Ted Malloch alleged that the Greek government is nothing short of desperate and it’s prepared to follow into the steps of Puerto Rico, i.e. to tie the Greek currency to the dollar if that’s what would take to leave the EU currency and prevent an economic collapse.
Also, the professor said that German leaders, including Angela Merkel, were freaked out at the possibility of Greece quitting the euro for the greenback, which would be humiliating for Brussels and Berlin alike.
Greece ditching the Euro and adopting a rival currency is a catastrophic scenario in the minds of the Eurocrats and it would mark the beginning of the end for the EU project in its actual hyper-centralized Germany dominated form factor.
A temporary tie of the (reissued) Greek drachma to the US dollar can help with keeping the country’s currency afloat if Greece chooses to leave the Eurozone.
In an interview with the Greek broadcaster Skai TV, Ted Malloch said that quitting the Eurozone will be great for Greece as the current situation is basically unsustainable:
“I know some Greek economists who have even gone to leading think tanks in the US to discuss this topic and the question of dollarization. Such a topic of course freaks out the Germans because they really don’t want to hear such ideas.

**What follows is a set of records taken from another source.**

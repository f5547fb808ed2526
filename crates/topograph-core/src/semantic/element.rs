//! Nodes, clusters and the child type that nests them.

use serde::Serialize;

use crate::identifier::Id;

/// A single labeled box in the diagram.
///
/// The category is a free-form styling hint (for example `"aws.network"`)
/// that only renderers look at.
#[derive(Debug, Clone, PartialEq, Eq, Serialize)]
pub struct Node {
    id: Id,
    label: String,
    category: String,
}

impl Node {
    /// Create a new node.
    pub fn new(id: Id, label: impl Into<String>, category: impl Into<String>) -> Self {
        Self {
            id,
            label: label.into(),
            category: category.into(),
        }
    }

    /// Returns the node identifier.
    pub fn id(&self) -> Id {
        self.id
    }

    /// Returns the display label.
    pub fn label(&self) -> &str {
        &self.label
    }

    /// Returns the styling category.
    pub fn category(&self) -> &str {
        &self.category
    }
}

/// A named group of nodes and nested clusters.
#[derive(Debug, Clone, PartialEq, Eq, Serialize)]
pub struct Cluster {
    id: Id,
    label: String,
    children: Vec<Child>,
}

impl Cluster {
    /// Create a sealed cluster from its children in declaration order.
    pub fn new(id: Id, label: impl Into<String>, children: Vec<Child>) -> Self {
        Self {
            id,
            label: label.into(),
            children,
        }
    }

    /// Returns the cluster identifier.
    pub fn id(&self) -> Id {
        self.id
    }

    /// Returns the display label.
    pub fn label(&self) -> &str {
        &self.label
    }

    /// Returns the children in declaration order.
    pub fn children(&self) -> &[Child] {
        &self.children
    }
}

/// Either kind of entity that can sit inside a cluster or at the graph root.
#[derive(Debug, Clone, PartialEq, Eq, Serialize)]
#[serde(tag = "kind", rename_all = "snake_case")]
pub enum Child {
    Node(Node),
    Cluster(Cluster),
}

impl Child {
    /// Returns the identifier of the wrapped node or cluster.
    pub fn id(&self) -> Id {
        match self {
            Child::Node(node) => node.id(),
            Child::Cluster(cluster) => cluster.id(),
        }
    }

    /// Returns the display label of the wrapped node or cluster.
    pub fn label(&self) -> &str {
        match self {
            Child::Node(node) => node.label(),
            Child::Cluster(cluster) => cluster.label(),
        }
    }
}

impl From<Node> for Child {
    fn from(node: Node) -> Self {
        Child::Node(node)
    }
}

impl From<Cluster> for Child {
    fn from(cluster: Cluster) -> Self {
        Child::Cluster(cluster)
    }
}
//! Graphviz renderer.
//!
//! Converts a [`GraphDescription`] into a DOT digraph: clusters become
//! `cluster_*` subgraphs (so Graphviz draws a box around them), the graph
//! direction becomes `rankdir`, and node categories map to configured
//! shapes and colors. PNG and SVG output shell out to the `dot` executable.

use dot_structures::{
    Attribute, Edge as DotEdge, EdgeTy, Graph, GraphAttributes, Id as DotId, Node as DotNode,
    NodeId, Stmt, Subgraph, Vertex,
};
use graphviz_rust::{
    cmd::{CommandArg, Format},
    exec,
    printer::{DotPrinter, PrinterContext},
};
use log::{debug, info};

use topograph_core::{
    identifier::Id,
    semantic::{Child, Cluster, GraphDescription, Node},
};

use super::Renderer;
use crate::{
    config::{OutputFormat, StyleConfig},
    error::TopographError,
};

const EDGE_COLOR: &str = "#7b8894";

/// Renders graphs through Graphviz.
#[derive(Debug, Clone)]
pub struct GraphvizRenderer {
    format: OutputFormat,
    style: StyleConfig,
    background: Option<String>,
    cluster_colors: Vec<String>,
}

impl GraphvizRenderer {
    /// Creates a renderer for `format`, validating every color in `style`.
    ///
    /// # Errors
    ///
    /// Returns [`TopographError::Config`] for a non-Graphviz format or an
    /// invalid color.
    pub fn new(format: OutputFormat, style: &StyleConfig) -> Result<Self, TopographError> {
        if !matches!(
            format,
            OutputFormat::Png | OutputFormat::Svg | OutputFormat::Dot
        ) {
            return Err(TopographError::Config(format!(
                "Graphviz cannot produce `{format}` output"
            )));
        }

        let background = style
            .background_color()
            .map_err(TopographError::Config)?
            .map(|color| color.to_hex());
        let cluster_colors = style
            .cluster_colors()
            .map_err(TopographError::Config)?
            .into_iter()
            .map(|color| color.to_hex())
            .collect();
        for (name, category) in style.categories() {
            category
                .fill_color()
                .and(category.font_color())
                .map_err(|err| TopographError::Config(format!("category `{name}`: {err}")))?;
        }

        Ok(Self {
            format,
            style: style.clone(),
            background,
            cluster_colors,
        })
    }

    /// Builds the DOT graph for `graph`.
    pub fn to_dot(&self, graph: &GraphDescription) -> Graph {
        let font_size = self.style.font_size();

        let mut graph_attributes = vec![
            attr("label", graph.title()),
            plain("labelloc", "t"),
            plain("rankdir", graph.direction().to_string()),
            plain("fontsize", font_size.to_string()),
            plain("compound", "true"),
        ];
        if let Some(background) = &self.background {
            graph_attributes.push(attr("bgcolor", background));
        }

        let mut stmts = vec![
            Stmt::GAttribute(GraphAttributes::Graph(graph_attributes)),
            Stmt::GAttribute(GraphAttributes::Node(vec![
                attr("shape", self.style.default_shape()),
                attr("style", "rounded,filled"),
                attr("fillcolor", "#ffffff"),
                plain("fontsize", font_size.saturating_sub(2).to_string()),
            ])),
            Stmt::GAttribute(GraphAttributes::Edge(vec![attr("color", EDGE_COLOR)])),
        ];

        stmts.extend(
            graph
                .children()
                .iter()
                .map(|child| self.child_stmt(child, None, 0)),
        );

        for edge in graph.edges() {
            stmts.extend(edge.pairs().map(|(source, destination)| {
                let mut attributes = Vec::new();
                if let Some(label) = edge.label() {
                    attributes.push(attr("label", label));
                }
                Stmt::Edge(DotEdge {
                    ty: EdgeTy::Pair(Vertex::N(node_id(source)), Vertex::N(node_id(destination))),
                    attributes,
                })
            }));
        }

        Graph::DiGraph {
            id: escaped(graph.title()),
            strict: false,
            stmts,
        }
    }

    fn child_stmt(&self, child: &Child, parent: Option<Id>, depth: usize) -> Stmt {
        match child {
            Child::Node(node) => Stmt::Node(self.node(node)),
            Child::Cluster(cluster) => Stmt::Subgraph(self.subgraph(cluster, parent, depth)),
        }
    }

    fn node(&self, node: &Node) -> DotNode {
        let mut attributes = vec![attr("label", node.label())];

        if let Some(category) = self.style.category_style(node.category()) {
            if let Some(shape) = category.shape() {
                attributes.push(attr("shape", shape));
            }
            if let Ok(Some(fill)) = category.fill_color() {
                attributes.push(attr("fillcolor", fill.to_hex()));
            }
            if let Ok(Some(font)) = category.font_color() {
                attributes.push(attr("fontcolor", font.to_hex()));
            }
        }
        attributes.push(attr("tooltip", node.category()));

        DotNode {
            id: node_id(node.id()),
            attributes,
        }
    }

    fn subgraph(&self, cluster: &Cluster, parent: Option<Id>, depth: usize) -> Subgraph {
        let path = match parent {
            Some(parent) => parent.create_nested(cluster.id()),
            None => cluster.id(),
        };

        let mut stmts = vec![
            Stmt::Attribute(attr("label", cluster.label())),
            Stmt::Attribute(attr("style", "rounded,filled")),
            Stmt::Attribute(plain("labeljust", "l")),
            Stmt::Attribute(plain(
                "fontsize",
                self.style.font_size().saturating_sub(3).to_string(),
            )),
        ];
        if !self.cluster_colors.is_empty() {
            let color = &self.cluster_colors[depth % self.cluster_colors.len()];
            stmts.push(Stmt::Attribute(attr("fillcolor", color)));
        }

        stmts.extend(
            cluster
                .children()
                .iter()
                .map(|child| self.child_stmt(child, Some(path), depth + 1)),
        );

        Subgraph {
            id: escaped(format!("cluster_{path}")),
            stmts,
        }
    }
}

impl Renderer for GraphvizRenderer {
    fn render(&self, graph: &GraphDescription) -> Result<Vec<u8>, TopographError> {
        let dot = self.to_dot(graph);
        let mut ctx = PrinterContext::default();

        let format = match self.format {
            OutputFormat::Png => Format::Png,
            OutputFormat::Svg => Format::Svg,
            _ => {
                let source = dot.print(&mut ctx);
                debug!(bytes = source.len(); "DOT source printed");
                return Ok(source.into_bytes());
            }
        };

        info!(format:? = self.format; "Invoking Graphviz");
        exec(dot, &mut ctx, vec![CommandArg::Format(format)])
            .map_err(|err| TopographError::Render(Box::new(err)))
    }

    fn format(&self) -> OutputFormat {
        self.format
    }
}

/// Quotes `value` as a DOT string, escaping quotes, backslashes and
/// newlines.
fn escaped(value: impl AsRef<str>) -> DotId {
    let value = value
        .as_ref()
        .replace('\\', "\\\\")
        .replace('"', "\\\"")
        .replace('\n', "\\n");
    DotId::Escaped(format!("\"{value}\""))
}

fn attr(key: &str, value: impl AsRef<str>) -> Attribute {
    Attribute(DotId::Plain(key.to_string()), escaped(value))
}

fn plain(key: &str, value: impl Into<String>) -> Attribute {
    Attribute(DotId::Plain(key.to_string()), DotId::Plain(value.into()))
}

fn node_id(id: Id) -> NodeId {
    NodeId(escaped(id.to_string()), None)
}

Greece might have to sever ties and do Grexit and exit the euro. It needs debt restructuring, it really needs debt relief, and I know people in Europe don’t want to hear that.
They need to reduce the debt overhanging and that means frankly something that people in Germany and elsewhere have not been able to accept, it means a haircut to the lenders and to the banks in Germany and probably, at least in my perspective, a return to the drachma.
So the problem then is who will manage that transition, and how, to avoid all the chaos and all the instability.”
Greece’s finances will be “audited” this month, and the country faces the prospect of running out of cash again unless another bailout deal will be agreed with the EU. Previous bailout deals forced the Greek government to take devastating austerity measures that suffocated the economy, which was kept afloat with German cash.
The country’s debt is already huge and arguably impossible to be paid, making analysts to fear that Greece will fail to close a new deal with the EU and it will eventually crash out of the Euro.